Formerly known as “Rail Days,” the festival at the beginning of the tourist season is one of the region’s largest gatherings dedicated to historic railroading.
It’s an audience that never seems to grow old, says Rob Van Camp, known for his UNC-TV documentaries about historic railways. From each generation – from the Thomas the Tank Engine crowd to those susceptible to a flood of memories triggered by a distant steam whistle – people are fascinated by old trains, particularly the magnificent coal-powered locomotives, he says.
“It’s the mechanics, I think. There are about 3,000 moving parts in a steam engine,” says Van Camp. “Old-timers say it’s alive – the closest thing man has built to something being human. It’s got to eat, it’s got to drink…”

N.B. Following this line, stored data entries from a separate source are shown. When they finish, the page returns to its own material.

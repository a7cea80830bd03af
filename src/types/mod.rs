pub mod bar;
pub mod batch;
pub mod indicator;
pub mod instrument;
pub mod signals;
pub mod update_log;

pub use bar::*;
pub use batch::*;
pub use indicator::*;
pub use instrument::*;
pub use signals::*;
pub use update_log::*;
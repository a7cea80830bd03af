//! Williams %R.

use super::{check_aligned, check_period, range_extremes};
use crate::error::Result;

/// Williams %R over the last `period` bars, in [-100, 0].
///
/// `-100 * (highest high - close) / (highest high - lowest low)`.
/// Absent on a flat range.
pub fn williams_r(highs: &[f64], lows: &[f64], closes: &[f64], period: usize) -> Result<Option<f64>> {
    check_period("Williams %R", period)?;
    check_aligned("Williams %R", &[highs.len(), lows.len(), closes.len()])?;
    let n = closes.len();
    if n < period {
        return Ok(None);
    }

    let (lowest_low, highest_high) = range_extremes(&highs[n - period..], &lows[n - period..]);
    let range = highest_high - lowest_low;
    if range <= 0.0 {
        return Ok(None);
    }
    Ok(Some(-100.0 * (highest_high - closes[n - 1]) / range))
}

#[cfg(test)]
mod tests {
    use super::*;
    use crate::services::indicators::test_support::assert_close;

    #[test]
    fn test_williams_r_bounds() {
        let highs = vec![10.0; 14];
        let lows = vec![0.0; 14];
        let mut closes = vec![5.0; 14];
        assert_close(williams_r(&highs, &lows, &closes, 14).unwrap().unwrap(), -50.0);

        closes[13] = 10.0;
        assert_close(williams_r(&highs, &lows, &closes, 14).unwrap().unwrap(), 0.0);

        closes[13] = 0.0;
        assert_close(williams_r(&highs, &lows, &closes, 14).unwrap().unwrap(), -100.0);
    }

    #[test]
    fn test_williams_r_flat_and_short() {
        let flat = vec![3.0; 14];
        assert_eq!(williams_r(&flat, &flat, &flat, 14).unwrap(), None);
        assert_eq!(williams_r(&flat[..5], &flat[..5], &flat[..5], 14).unwrap(), None);
    }
}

North Carolina’s Transportation Museum in the old Spencer Yards north of Salisbury is the biggest repository in the Carolinas relics of the rail and draws 80,000 visitors annually.
Diesels doomed Spencer
Plopped midway between the hubs of Washington and Atlanta, Spencer was chosen by Southern Railway Co. President J.P. Morgan for locomotive shops. Steam engines needed a lot of maintenance and in 1896 Southern built a huge complex for their care. At its peak, 3,000 people worked for the yard.
Half a century later, diesel engines – efficient, durable and far less needy – rode to the front of the pack. As the railroads adopted diesels, Spencer ran out of steam.

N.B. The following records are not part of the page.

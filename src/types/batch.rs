use super::InstrumentId;
use chrono::NaiveDate;
use serde::{Deserialize, Serialize};
use uuid::Uuid;

/// Whether an upsert created a new row or overwrote an existing one.
#[derive(Debug, Clone, Copy, PartialEq, Eq, Serialize, Deserialize)]
#[serde(rename_all = "snake_case")]
pub enum UpsertOutcome {
    Inserted,
    Updated,
}

/// Result of updating one instrument for one date.
#[derive(Debug, Clone, PartialEq, Eq, Serialize, Deserialize)]
pub struct UpdateOutcome {
    pub instrument_id: InstrumentId,
    pub trade_date: NaiveDate,
    pub upsert: UpsertOutcome,
    /// Number of indicators that had enough history to be computed.
    pub defined_fields: usize,
}

/// Result of recomputing a date range for one instrument.
#[derive(Debug, Clone, Default, PartialEq, Eq, Serialize, Deserialize)]
pub struct BackfillSummary {
    pub rows_inserted: u32,
    pub rows_updated: u32,
    /// Trade dates in range with too little history to compute.
    pub dates_skipped: u32,
}

/// One instrument that failed during a batch.
#[derive(Debug, Clone, PartialEq, Eq, Serialize, Deserialize)]
pub struct InstrumentFailure {
    /// `None` when the worker task panicked before reporting.
    pub instrument_id: Option<InstrumentId>,
    pub symbol: String,
    pub kind: String,
    pub message: String,
}

/// Summary returned by `run_daily_update`.
#[derive(Debug, Clone, PartialEq, Eq, Serialize, Deserialize)]
pub struct BatchReport {
    pub run_id: Uuid,
    pub target_date: NaiveDate,
    pub success: bool,
    /// Attempts made, including the final one.
    pub attempts: u32,
    pub processed: u32,
    pub inserted: u32,
    pub updated: u32,
    pub skipped: u32,
    pub failed: u32,
    pub failures: Vec<InstrumentFailure>,
    pub error: Option<String>,
    pub duration_ms: i64,
}

impl BatchReport {
    /// Report for a run that never got past start-up.
    pub fn aborted(run_id: Uuid, target_date: NaiveDate, attempts: u32, error: String, duration_ms: i64) -> Self {
        Self {
            run_id,
            target_date,
            success: false,
            attempts,
            processed: 0,
            inserted: 0,
            updated: 0,
            skipped: 0,
            failed: 0,
            failures: Vec::new(),
            error: Some(error),
            duration_ms,
        }
    }

    /// Instruments whose row was written.
    pub fn succeeded(&self) -> u32 {
        self.inserted + self.updated
    }
}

In 1977, Southern Railway began turning the site over to the state of North Carolina. In 1983 the museum was born. Preserved at its heart is the largest standing roundhouse in North America, complete with a working turntable to guide old engines into its bays.

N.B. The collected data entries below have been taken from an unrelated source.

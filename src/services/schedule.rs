//! Daily run scheduling for the daemon.

use chrono::{Datelike, Days, NaiveDateTime, NaiveTime, Weekday};

/// Next weekday occurrence of `at` strictly after `now`.
pub fn next_run_after(now: NaiveDateTime, at: NaiveTime) -> NaiveDateTime {
    let mut date = now.date();
    if now.time() >= at {
        date = date + Days::new(1);
    }
    while matches!(date.weekday(), Weekday::Sat | Weekday::Sun) {
        date = date + Days::new(1);
    }
    date.and_time(at)
}

/// Wall-clock time from `now` until the next run.
pub fn duration_until_next_run(now: NaiveDateTime, at: NaiveTime) -> std::time::Duration {
    (next_run_after(now, at) - now)
        .to_std()
        .unwrap_or_default()
}

#[cfg(test)]
mod tests {
    use super::*;
    use chrono::NaiveDate;

    fn at(y: i32, m: u32, d: u32, h: u32, min: u32) -> NaiveDateTime {
        NaiveDate::from_ymd_opt(y, m, d)
            .unwrap()
            .and_hms_opt(h, min, 0)
            .unwrap()
    }

    fn six_pm() -> NaiveTime {
        NaiveTime::from_hms_opt(18, 0, 0).unwrap()
    }

    #[test]
    fn test_later_today() {
        // Tuesday morning
        assert_eq!(next_run_after(at(2024, 5, 7, 9, 0), six_pm()), at(2024, 5, 7, 18, 0));
    }

    #[test]
    fn test_after_run_time_moves_to_tomorrow() {
        assert_eq!(next_run_after(at(2024, 5, 7, 18, 0), six_pm()), at(2024, 5, 8, 18, 0));
    }

    #[test]
    fn test_skips_weekend() {
        // Friday evening -> Monday
        assert_eq!(next_run_after(at(2024, 5, 10, 19, 30), six_pm()), at(2024, 5, 13, 18, 0));
        // Saturday morning -> Monday
        assert_eq!(next_run_after(at(2024, 5, 11, 8, 0), six_pm()), at(2024, 5, 13, 18, 0));
    }

    #[test]
    fn test_duration_until_next_run() {
        let wait = duration_until_next_run(at(2024, 5, 7, 17, 30), six_pm());
        assert_eq!(wait, std::time::Duration::from_secs(30 * 60));
    }
}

Here reside the sleeping titans of the steam age, what Van Camp calls “monstrous beasts that breathe air.” Copperhead, nicknamed for the bright copper rings that its smokestack originally bore, is one of six steam engines in the museum.
It hauled freight and passengers for the Wilmington-based Atlantic Coast Line and roved from Jacksonville, Fla. to Richmond. When newfangled diesels shoved it aside in the ’50s, it took what work it could find on branch lines in Tarboro and Lumberton.
Finally, in 1959, its furnace finally went cold. For the next 37 years it served as a lawn decoration behind the Florence, S.C., train station. In 1994, the city of Florence gave it to the Spencer museum, which affectionately spiffed the engine back to its 1940s heyday appearance.
In its new life, it pulls no load but still draws ahhhhs. With shining steel wheels shoulder high to a man, the Copperhead occupies its own roundhouse stall near mighty companions like the Seaboard Air Line No. 544.
Heritage passed down
It was built by American Locomotive Co. for the Russian State Railroad, but that was one journey it never made. While it was under construction, the Revolution of 1917 swept the Czar’s empire and voided the deal. No. 544 was instead drafted by the U.S. government to haul vital supplies to ports in World War I. It stayed busy into late ’50s and was restored at Spencer in 1996.
When the museum opened 30 years ago, it found willing volunteers in local Southern retirees, whose skills were revived for restorations.
“So many of them have died off,” says museum historian Walter Turner. “They had a huge role. Over the years, they taught a younger generation of volunteers that came from all kinds of backgrounds.”
Turner’s domain includes many noted exhibits, including two rail cars built for industrial titans. First is the Loretto, with ornate carvings finished in gold leaf and stained glass windows. It was built in 1902 to carry steel magnate Charles Schwab. It was later owned by Springs Mill in Fort Mill.
Then there’s the rail car owned by Southern Power and American Tobacco’s James B. Duke. He named it Doris, after his daughter. Turner says it is modest compared with Schwab’s ride, though Duke didn’t skimp on amenities – he spent $400 alone on embroidered napkins for the car.
A town built for trains
No Carolinas train tour can omit quaint Hamlet, just east of Rockingham. It was here that the rails of the Seaboard Air Line crossed and headed into the four cardinal directions. At the turn of the 20th century, more than 30 trains a day paused on journeys to New York, New Orleans, Norfolk and Florida.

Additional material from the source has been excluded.